The Bank has sought to address the competition and efficiency concerns relating to the default routing of debit transactions through its promotion of LCR. LCR functionality allows merchants (or their provider) to choose which debit network will process DNDC transactions, overriding any default setting. The Issues Paper noted that while LCR could be sufficient to address the Bank’s concerns about default settings, it may not achieve the Bank’s policy objectives in a timely manner due to delays in its implementation and barriers to merchant take-up. Data collected by the Bank show that since the Bank began advocating for LCR in 2017, LCR for in-person transactions has only been enabled for a little more than half of all merchants.

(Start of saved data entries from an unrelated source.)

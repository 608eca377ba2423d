// This Source Code Form is subject to the terms of the Mozilla Public
// License, v. 2.0. If a copy of the MPL was not distributed with this
// file, You can obtain one at http://mozilla.org/MPL/2.0/.

use std::borrow::Cow;

use clap::Parser;
use itertools::Itertools;
use log::{debug, info};
use serde::Serialize;
use strum::IntoEnumIterator;

use super::{
    common::{write_output, CalculationArgs, InfoPrinter},
    AtlastScError,
};
use crate::{
    calculator::{Calculator, CalculatorOptions},
    instruments::{CoverageTable, Instrument, Range},
    units::Quantity,
};

#[derive(Parser, Debug, Clone, Default)]
pub(super) struct InstrumentsArgs {
    #[clap(flatten)]
    calc_args: CalculationArgs,

    /// Also print the frequency and bandwidth coverage of every instrument.
    #[clap(long)]
    all: bool,
}

#[derive(Debug, Serialize)]
struct ApplicableInstruments {
    obs_freq: Quantity,
    bandwidth: Quantity,
    instruments: Vec<Instrument>,
}

fn ranges(list: &[Range]) -> String {
    list.iter()
        .map(|(low, high)| format!("({low}, {high})"))
        .join(", ")
}

impl InstrumentsArgs {
    pub(super) fn run(self, options: CalculatorOptions) -> Result<(), AtlastScError> {
        debug!("{:#?}", self);

        let InstrumentsArgs { calc_args, all } = self;
        let request = calc_args.parse(&[])?;
        let calc =
            Calculator::with_options(&request.user_input, &request.instrument_setup, options)?;
        let applicable = calc.find_applicable_instruments()?;

        if all {
            let table = CoverageTable::default_table();
            let mut printer = InfoPrinter::new("Instrument coverage".into());
            for instrument in Instrument::iter() {
                let mut block: Vec<Cow<'static, str>> = vec![instrument.to_string().into()];
                match table.coverage(instrument) {
                    Some(coverage) => {
                        block.push(
                            format!("  frequencies: {} GHz", ranges(&coverage.frequency_ghz))
                                .into(),
                        );
                        block.push(
                            format!("  bandwidths: {} MHz", ranges(&coverage.bandwidth_mhz))
                                .into(),
                        );
                    }
                    None => block.push("  no coverage".into()),
                }
                printer.push_block(block);
            }
            printer.display();
        }

        if applicable.is_empty() {
            info!(
                "No instruments cover an observing frequency of {} with a bandwidth of {}",
                calc.obs_freq(),
                calc.bandwidth()
            );
        } else {
            let mut printer = InfoPrinter::new(
                format!(
                    "Instruments covering {} with a bandwidth of {}",
                    calc.obs_freq(),
                    calc.bandwidth()
                )
                .into(),
            );
            for instrument in &applicable {
                printer.push_line(instrument.to_string().into());
            }
            printer.display();
        }

        if let Some(output) = request.output {
            write_output(
                &output,
                &ApplicableInstruments {
                    obs_freq: calc.obs_freq(),
                    bandwidth: calc.bandwidth(),
                    instruments: applicable,
                },
            )?;
        }

        Ok(())
    }
}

Policy options presented in the Issues Paper

The Issues Paper noted that while the Bank remains committed to the implementation of LCR, it had decided to explore additional regulatory options that could address the concerns raised by priority settings on DNDCs and improve competition and efficiency in the debit card market. The Bank noted that it was exploring the feasibility, and the associated costs and benefits, of preventing any one debit network from being given routing priority at issuance for domestic transactions. In effect, this would mandate that merchants be provided with at least a basic form of LCR, where the merchant chooses the routing network. In the Issues Paper the Bank sought feedback from stakeholders on whether there would be any technical or practical challenges to prohibiting the setting of a priority network, the benefits and costs of such a prohibition, and suggestions on alternative courses of action that could better address the Bank’s concerns.

Stakeholder views

Stakeholders provided consistent feedback that it was technically feasible to remove priority network settings on DNDCs. Some stakeholders agreed that removing priority settings would enhance competition and put downward pressure on merchant costs. However, most stakeholders believed that the policy would not provide any additional benefit beyond the current LCR initiatives and would add significant costs and risks to the payment system. A number of stakeholders highlighted the following:

  • The removal of priority settings alone would be practically ineffectual. Under the EMVCo standards, if there was no priority network set at issuance, and merchant choice had not been programmed into the terminal, the transaction would be routed by default to the network whose application was listed first.[3] This would likely be the international network to ensure cards still work when used overseas. Accordingly, the status quo would likely be preserved.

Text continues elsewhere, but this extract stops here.